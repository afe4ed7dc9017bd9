//! arrivald - arrival tracking daemon
//!
//! Reads detector frames as JSON lines, decides arrivals (line crossing or
//! cooldown), appends them to the SQLite store and keeps the interval
//! buckets and next-arrival forecast fresh.

use anyhow::{anyhow, Result};
use clap::Parser;
use std::fs::File;
use std::io::BufReader;
use std::path::PathBuf;
use std::sync::atomic::{AtomicBool, Ordering};
use std::sync::Arc;

use arrival_forecast::{
    config::ArrivaldConfig, ArrivalPipeline, DetectorSource, JsonLinesSource, SnapshotStore,
    SqliteArrivalStore,
};

#[derive(Parser, Debug)]
#[command(name = "arrivald", about = "Track arrivals from detector output and forecast the next one")]
struct Args {
    /// Detector output (one JSON frame per line). Reads stdin when omitted.
    #[arg(long, value_name = "PATH")]
    input: Option<PathBuf>,
}

fn main() -> Result<()> {
    env_logger::Builder::from_env(env_logger::Env::default().default_filter_or("info")).init();

    let args = Args::parse();
    let cfg = ArrivaldConfig::load()?;

    let store = SqliteArrivalStore::open(&cfg.db_path)?;
    let mut pipeline = ArrivalPipeline::new(&cfg.pipeline_settings(), Box::new(store));
    if let Some(dir) = &cfg.capture_dir {
        pipeline = pipeline.with_snapshots(SnapshotStore::new(dir));
        log::info!("snapshots written to {}", dir.display());
    }

    let mut source: Box<dyn DetectorSource> = match &args.input {
        Some(path) => {
            let file = File::open(path)
                .map_err(|e| anyhow!("failed to open detector input {}: {}", path.display(), e))?;
            Box::new(JsonLinesSource::new(BufReader::new(file)))
        }
        None => Box::new(JsonLinesSource::new(std::io::stdin().lock())),
    };

    let stop = Arc::new(AtomicBool::new(false));
    {
        let stop = Arc::clone(&stop);
        ctrlc::set_handler(move || {
            stop.store(true, Ordering::SeqCst);
        })
        .map_err(|e| anyhow!("error setting Ctrl-C handler: {}", e))?;
    }

    log::info!(
        "arrivald running. mode={}, target={}, writing to {}",
        cfg.mode,
        cfg.target_class,
        cfg.db_path
    );
    if let Some(x) = cfg.tracker.line_x {
        log::info!("reference line fixed at x={}", x);
    }

    let summary = pipeline.run(source.as_mut(), &stop, cfg.recompute_interval)?;
    if stop.load(Ordering::SeqCst) {
        log::info!("shutdown signal received");
    }
    log::info!(
        "arrivald stopped: frames={} skipped={} arrivals={} forecasts={}",
        summary.frames,
        summary.skipped,
        summary.arrivals,
        summary.forecasts
    );
    Ok(())
}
======
Please give only the number of lines in the listing that hold the word "mode".

## COMPLETED TASK:
2